El arbolado urbano en Siero
Pena de comprobar la escasa contribución de nuestro Ayuntamiento para mitigar el famoso efecto invernadero. Vemos como los ecologistas se cansan de insistir hasta la saciedad en que no basta con reponer simplemente los árboles talados de nuestros parques, jardines y bulevares por presunta enfermedad, sino que hay que ir más allá, con medidas entre las que están el aumentar la masa arbórea, el número de árboles, porque el arbolado urbano nos aporta sombra a los habitantes y visitantes de la ciudad y disminuye las emisiones de CO2 y otras fuentes contaminantes y nos genera habitabilidad. Es por ello, que el ciudadano nunca debe permanecer impasible ante una tala indiscriminada de árboles en su ciudad, ya que además de afectar seriamente a su calidad de vida, el arbolado supone una inversión que siempre nos da beneficios que serían muy difíciles de alcanzar por otras medidas.

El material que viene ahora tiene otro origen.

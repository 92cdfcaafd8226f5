mod kernel;
pub use kernel::Kernel;

mod ops;
pub use ops::{close, dilate, erode};
use std::path::PathBuf;

use mapclean_image::ImageError;
use mapclean_io::IoError;

/// An error type for the map cleaning pipeline.
///
/// Every variant is terminal for the current map.
#[derive(thiserror::Error, Debug)]
pub enum PipelineError {
    /// The input map is missing or cannot be decoded.
    #[error("Cannot load input map {path}. {source}")]
    InputNotFound {
        /// The input path.
        path: PathBuf,
        /// The underlying read or decode error.
        #[source]
        source: IoError,
    },

    /// The input path has no file name to derive output names from.
    #[error("Input path has no file name: {0}")]
    InvalidInputPath(PathBuf),

    /// A processing parameter or the input layout was rejected.
    #[error("Invalid argument. {0}")]
    InvalidArgument(#[from] ImageError),

    /// The configuration file cannot be read.
    #[error("Cannot read configuration {path}. {source}")]
    ConfigRead {
        /// The configuration path.
        path: PathBuf,
        /// The underlying io error.
        #[source]
        source: std::io::Error,
    },

    /// The configuration file is not valid JSON for [`crate::PipelineConfig`].
    #[error("Invalid configuration {path}. {source}")]
    InvalidConfig {
        /// The configuration path.
        path: PathBuf,
        /// The underlying parse error.
        #[source]
        source: serde_json::Error,
    },

    /// An output could not be written.
    #[error("Failed to write {path}. {source}")]
    IoFailure {
        /// The output path.
        path: PathBuf,
        /// The underlying io error.
        #[source]
        source: IoError,
    },
}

Se dice que la cultura de un pueblo se valora por el amor a sus árboles, es esta una afirmación que compromete seriamente nuestra dignidad como pueblo, es tremendamente gráfico ver como nunca se tolera un crecimiento normal a los árboles cercanos a nuestra población, siempre acaba por sobrevenir una salvaje poda que lo minimiza, o lo hace desaparecer para siempre, siendo sustituidos, no siempre, por otros que correrán la misma suerte cuando alcancen unos centímetros de grosor y altura, como lo que les quiero comentar aquí, de que unos pocos justos decidieron tirar 24 árboles del parque Alfonso X el Sabio de la Pola. Pena de comprobar, como digo al comienzo de este escrito, la escasa contribución a mitigar el famoso efecto invernadero, por parte de nuestros gobernantes, la polución en nuestras ciudades, es consecuencia de nuestro comportamiento, es decir de externalidades negativas que pueden endosarnos adoptando sus decisiones. En la calle Florencio Rodríguez, el área de Parques y Jardines, se llevó por delante o por detrás, 24 árboles del parque, 24 arces y solo se replantaron 15. Sí han leído bien, tan sólo 15, lo que es obvio que no sigue habiendo la misma vegetación ni tampoco la misma sombra, las protestas parecen razonables, no se reponen los árboles y pese a la evolución de la sociedad, el arbolado sigue siendo necesario.
Provoca tristeza pasear por el parque Alfonso X el Sabio de la Pola, la nueva variedad de arces recién plantados en el parque, como los chopos de Dachau, en la explanada del campo los nazis plantaron altos chopos que flanqueaban los barracones, eligieron el chopo porque su copa es tan delgada que no da sombra, así los prisioneros no podían refugiarse del sol cegador y el calor sedante. ¿Estamos locos o qué? Siguen allí los cedros y parecen saludables porque no pueden contar lo que han visto.